> **Your objective**: Starting at the line with "let surface = Arc::clone(&stream.surface);", set down each line of the entries below through the last one, exactly as it stands.

> **Data for processing**:
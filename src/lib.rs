//! Live camera frame-streaming client for remote sign-language inference
//!
//! Captures a camera feed, samples it on a fixed-interval timer, compresses
//! each sample to JPEG and ships it over a persistent WebSocket to a remote
//! inference service, routing the asynchronous prediction events back to a
//! caller-supplied handler. Camera failures, connection drops and runtime
//! reconfiguration are surfaced as typed state, never as panics.
//!
//! # Example
//!
//! ```no_run
//! use std::sync::Arc;
//! use sign_stream::{StreamConfig, StreamSession, TestPatternBackend};
//!
//! # async fn run() -> Result<(), sign_stream::SessionError> {
//! let backend = Arc::new(TestPatternBackend::new());
//! let mut session = StreamSession::new(backend, StreamConfig::default())?;
//!
//! session
//!     .connect(Arc::new(|prediction| {
//!         println!("{} ({:.0}%)", prediction.letter, prediction.confidence * 100.0);
//!     }))
//!     .await?;
//! // ...
//! session.disconnect().await;
//! # Ok(())
//! # }
//! ```

pub mod capture;
pub mod config;
pub mod encoder;
pub mod protocol;
pub mod session;
pub mod transport;

// Re-exports for convenience
pub use capture::{
    is_capture_supported, AccessDenied, CameraAccessResult, CameraBackend, CaptureConstraints,
    CaptureSession, CaptureSurface, FacingMode,
};
pub use capture::testpattern::TestPatternBackend;
pub use config::{needs_restart, ConfigError, StreamConfig, StreamConfigUpdate};
pub use encoder::{EncoderHandle, EncoderStats, FrameEncoder};
pub use protocol::{EncodedFrame, Prediction};
pub use session::{SessionError, StreamSession};
pub use transport::{
    PredictionHandler, StreamTransport, TransportError, TransportState, TransportStats,
};
//! Synthetic camera backend
//!
//! Produces a moving colour gradient without touching any hardware. Used by
//! the demo binary and throughout the test suite; the denying and
//! unsupported variants simulate the acquisition failure paths.

use super::{AccessDenied, CameraBackend, CameraStream, CaptureConstraints, CaptureSurface};
use image::RgbImage;
use std::sync::atomic::{AtomicBool, AtomicU64, AtomicUsize, Ordering};
use std::sync::Arc;

/// Hardware-free camera backend.
pub struct TestPatternBackend {
    supported: bool,
    deny: Option<AccessDenied>,
    open_calls: AtomicUsize,
    open_streams: Arc<AtomicUsize>,
}

impl TestPatternBackend {
    /// A backend that always grants access.
    pub fn new() -> Self {
        Self {
            supported: true,
            deny: None,
            open_calls: AtomicUsize::new(0),
            open_streams: Arc::new(AtomicUsize::new(0)),
        }
    }

    /// A backend reporting no capture capability at all.
    pub fn unsupported() -> Self {
        Self {
            supported: false,
            ..Self::new()
        }
    }

    /// A backend that refuses every acquisition with the given reason.
    pub fn denying(reason: AccessDenied) -> Self {
        Self {
            deny: Some(reason),
            ..Self::new()
        }
    }

    /// Number of times `open` was invoked (granted or not).
    pub fn open_calls(&self) -> usize {
        self.open_calls.load(Ordering::Relaxed)
    }

    /// Number of streams currently holding simulated hardware.
    pub fn open_streams(&self) -> usize {
        self.open_streams.load(Ordering::Relaxed)
    }
}

impl Default for TestPatternBackend {
    fn default() -> Self {
        Self::new()
    }
}

impl CameraBackend for TestPatternBackend {
    fn is_supported(&self) -> bool {
        self.supported
    }

    fn open(&self, constraints: &CaptureConstraints) -> Result<CameraStream, AccessDenied> {
        self.open_calls.fetch_add(1, Ordering::Relaxed);

        if let Some(reason) = &self.deny {
            return Err(reason.clone());
        }

        let surface = Arc::new(TestPatternSurface {
            width: constraints.width,
            height: constraints.height,
            live: AtomicBool::new(true),
            ticks: AtomicU64::new(0),
        });

        self.open_streams.fetch_add(1, Ordering::Relaxed);

        let stop_surface = Arc::clone(&surface);
        let open_streams = Arc::clone(&self.open_streams);
        let stream = CameraStream::new(surface, move || {
            stop_surface.live.store(false, Ordering::Release);
            open_streams.fetch_sub(1, Ordering::Relaxed);
        });

        Ok(stream)
    }
}

/// Moving-gradient surface; goes dead when its tracks are stopped.
struct TestPatternSurface {
    width: u32,
    height: u32,
    live: AtomicBool,
    ticks: AtomicU64,
}

impl CaptureSurface for TestPatternSurface {
    fn dimensions(&self) -> Option<(u32, u32)> {
        if self.live.load(Ordering::Acquire) {
            Some((self.width, self.height))
        } else {
            None
        }
    }

    fn frame(&self) -> Option<RgbImage> {
        if !self.live.load(Ordering::Acquire) {
            return None;
        }

        let t = self.ticks.fetch_add(1, Ordering::Relaxed) as u32;
        let (w, h) = (self.width, self.height);

        Some(RgbImage::from_fn(w, h, |x, y| {
            let r = ((x + t) * 255 / w.max(1)) as u8;
            let g = (y * 255 / h.max(1)) as u8;
            let b = (t % 255) as u8;
            image::Rgb([r, g, b])
        }))
    }
}

#[cfg(test)]
mod tests {
    use super::*;

    #[test]
    fn surface_matches_requested_dimensions() {
        let backend = TestPatternBackend::new();
        let constraints = CaptureConstraints {
            width: 64,
            height: 48,
            ..Default::default()
        };

        let stream = backend.open(&constraints).unwrap();
        assert_eq!(stream.surface.dimensions(), Some((64, 48)));

        let frame = stream.surface.frame().unwrap();
        assert_eq!(frame.dimensions(), (64, 48));
    }

    #[test]
    fn frames_vary_over_time() {
        let backend = TestPatternBackend::new();
        let stream = backend.open(&CaptureConstraints::default()).unwrap();

        let a = stream.surface.frame().unwrap();
        let b = stream.surface.frame().unwrap();
        assert_ne!(a.as_raw(), b.as_raw());
    }

    #[test]
    fn dropping_stream_stops_tracks() {
        let backend = TestPatternBackend::new();
        let stream = backend.open(&CaptureConstraints::default()).unwrap();
        let surface = Arc::clone(&stream.surface);

        drop(stream);

        assert!(surface.frame().is_none());
        assert_eq!(backend.open_streams(), 0);
    }

    #[test]
    fn denying_backend_reports_reason() {
        let backend = TestPatternBackend::denying(AccessDenied::DeviceBusy);
        let result = backend.open(&CaptureConstraints::default());
        assert_eq!(result.err(), Some(AccessDenied::DeviceBusy));
    }
}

> **Answer area**:
        let surface = Arc::clone(&stream.surface);

        drop(stream);

        assert!(surface.frame().is_none());
        assert_eq!(backend.open_streams(), 0);
    }

    #[test]
    fn denying_backend_reports_reason() {
        let backend = TestPatternBackend::denying(AccessDenied::DeviceBusy);
        let result = backend.open(&CaptureConstraints::default());
        assert_eq!(result.err(), Some(AccessDenied::DeviceBusy));
    }
}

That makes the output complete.